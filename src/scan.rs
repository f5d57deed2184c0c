//! The `scan`, `resend` and `pending` commands.
//!
//! These drive a [`ScanningAgent`] from the command line. By default the
//! agent talks to the HTTP endpoint in `[agent].endpoint`; with `--local`
//! it writes straight into the store file through a [`LocalIngestClient`].
//! The capture queue at `[agent].queue_path` persists between runs.

use anyhow::Result;
use std::sync::Arc;

use crate::agent::{CaptureQueue, ScanReport, ScanningAgent};
use crate::client::{HttpIngestClient, IngestClient, LocalIngestClient};
use crate::config::Config;
use crate::ingest::IngestService;
use crate::memory_store::MemoryStore;
use crate::pages::{collect_pages, SourceOverrides};

async fn build_client(config: &Config, local: bool) -> Result<Box<dyn IngestClient>> {
    if local {
        let store = Arc::new(MemoryStore::open(config).await?);
        Ok(Box::new(LocalIngestClient::new(IngestService::new(store))))
    } else {
        Ok(Box::new(HttpIngestClient::new(
            &config.agent.endpoint,
            config.agent.timeout_secs,
        )?))
    }
}

async fn build_agent(config: &Config, local: bool) -> Result<ScanningAgent<Box<dyn IngestClient>>> {
    let client = build_client(config, local).await?;
    tracing::debug!(client = %client.describe(), "ingest client ready");
    let queue = CaptureQueue::load(&config.agent.queue_path).await?;
    Ok(ScanningAgent::new(client, queue).with_prefilter(config.agent.prefilter))
}

fn print_report(report: &ScanReport) {
    println!("  captured:   {}", report.captured);
    println!("  stored:     {}", report.stored);
    println!("  duplicates: {}", report.duplicates);
    println!("  pending:    {}", report.pending);
    if let Some(ref err) = report.error {
        println!("  error:      {}", err);
    }
}

/// Scan a file, a directory or stdin and send the captured blocks.
pub async fn run_scan(
    config: &Config,
    target: &str,
    overrides: SourceOverrides,
    local: bool,
) -> Result<()> {
    let pages = collect_pages(&config.scan, target, &overrides)?;
    let mut agent = build_agent(config, local).await?;

    let mut total = ScanReport::default();
    for page in &pages {
        let report = agent.scan_detailed(&page.text, &page.source).await;
        tracing::info!(
            url = %page.source.url,
            captured = report.captured,
            stored = report.stored,
            "page processed"
        );
        total.captured += report.captured;
        total.stored += report.stored;
        total.duplicates += report.duplicates;
        total.pending = report.pending;
        if report.error.is_some() {
            total.error = report.error;
        }
    }

    println!("Scanned {} page(s)", pages.len());
    print_report(&total);
    println!("ok");
    Ok(())
}

/// Retry every queued block the endpoint has not acknowledged.
pub async fn run_resend(config: &Config, local: bool) -> Result<()> {
    let mut agent = build_agent(config, local).await?;
    let report = agent.resend_pending().await;
    println!("Resend");
    print_report(&report);
    println!("ok");
    Ok(())
}

/// List queued blocks that have not been sent.
pub async fn run_pending(config: &Config) -> Result<()> {
    let queue = CaptureQueue::load(&config.agent.queue_path).await?;
    let pending = queue.pending();
    if pending.is_empty() {
        println!("No pending blocks.");
        return Ok(());
    }

    for (i, entry) in pending.iter().enumerate() {
        println!("{}. {} ({} words)", i + 1, entry.block.hash, entry.block.word_count);
        println!("    source: {}", entry.source.url);
        println!("    captured: {}", entry.captured_at.to_rfc3339());
        println!(
            "    excerpt: \"{}\"",
            crate::search::excerpt(&entry.block.content, 80)
        );
        println!();
    }
    println!("{} pending", pending.len());
    Ok(())
}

---

§ **How to complete this task**
Exactly as shown, repeat every record.

§ **Completed task**
filename src/scan.rs
repository f5d57deed2184c0c
//! The `scan`, `resend` and `pending` commands.
//!
//! These drive a [`ScanningAgent`] from the command line. By default the
//! agent talks to the HTTP endpoint in `[agent].endpoint`; with `--local`
//! it writes straight into the store file through a [`LocalIngestClient`].
//! The capture queue at `[agent].queue_path` persists between runs.

use anyhow::Result;
use std::sync::Arc;

use crate::agent::{CaptureQueue, ScanReport, ScanningAgent};
use crate::client::{HttpIngestClient, IngestClient, LocalIngestClient};
use crate::config::Config;
use crate::ingest::IngestService;
use crate::memory_store::MemoryStore;
use crate::pages::{collect_pages, SourceOverrides};

async fn build_client(config: &Config, local: bool) -> Result<Box<dyn IngestClient>> {
    if local {
        let store = Arc::new(MemoryStore::open(config).await?);
        Ok(Box::new(LocalIngestClient::new(IngestService::new(store))))
    } else {
        Ok(Box::new(HttpIngestClient::new(
            &config.agent.endpoint,
            config.agent.timeout_secs,
        )?))
    }
}

async fn build_agent(config: &Config, local: bool) -> Result<ScanningAgent<Box<dyn IngestClient>>> {
    let client = build_client(config, local).await?;
    tracing::debug!(client = %client.describe(), "ingest client ready");
    let queue = CaptureQueue::load(&config.agent.queue_path).await?;
    Ok(ScanningAgent::new(client, queue).with_prefilter(config.agent.prefilter))
}

fn print_report(report: &ScanReport) {
    println!("  captured:   {}", report.captured);
    println!("  stored:     {}", report.stored);
    println!("  duplicates: {}", report.duplicates);
    println!("  pending:    {}", report.pending);
    if let Some(ref err) = report.error {
        println!("  error:      {}", err);
    }
}

/// Scan a file, a directory or stdin and send the captured blocks.
pub async fn run_scan(
    config: &Config,
    target: &str,
    overrides: SourceOverrides,
    local: bool,
) -> Result<()> {
    let pages = collect_pages(&config.scan, target, &overrides)?;
    let mut agent = build_agent(config, local).await?;

    let mut total = ScanReport::default();
    for page in &pages {
        let report = agent.scan_detailed(&page.text, &page.source).await;
        tracing::info!(
            url = %page.source.url,
            captured = report.captured,
            stored = report.stored,
            "page processed"
        );
        total.captured += report.captured;
        total.stored += report.stored;
        total.duplicates += report.duplicates;
        total.pending = report.pending;
        if report.error.is_some() {
            total.error = report.error;
        }
    }

    println!("Scanned {} page(s)", pages.len());
    print_report(&total);
    println!("ok");
    Ok(())
}

/// Retry every queued block the endpoint has not acknowledged.
pub async fn run_resend(config: &Config, local: bool) -> Result<()> {
    let mut agent = build_agent(config, local).await?;
    let report = agent.resend_pending().await;
    println!("Resend");
    print_report(&report);
    println!("ok");
    Ok(())
}

/// List queued blocks that have not been sent.
pub async fn run_pending(config: &Config) -> Result<()> {
    let queue = CaptureQueue::load(&config.agent.queue_path).await?;
    let pending = queue.pending();
    if pending.is_empty() {
        println!("No pending blocks.");
        return Ok(());
    }

    for (i, entry) in pending.iter().enumerate() {
        println!("{}. {} ({} words)", i + 1, entry.block.hash, entry.block.word_count);
        println!("    source: {}", entry.source.url);
        println!("    captured: {}", entry.captured_at.to_rfc3339());
        println!(
            "    excerpt: \"{}\"",
            crate::search::excerpt(&entry.block.content, 80)
        );
        println!();
    }
    println!("{} pending", pending.len());
    Ok(())
}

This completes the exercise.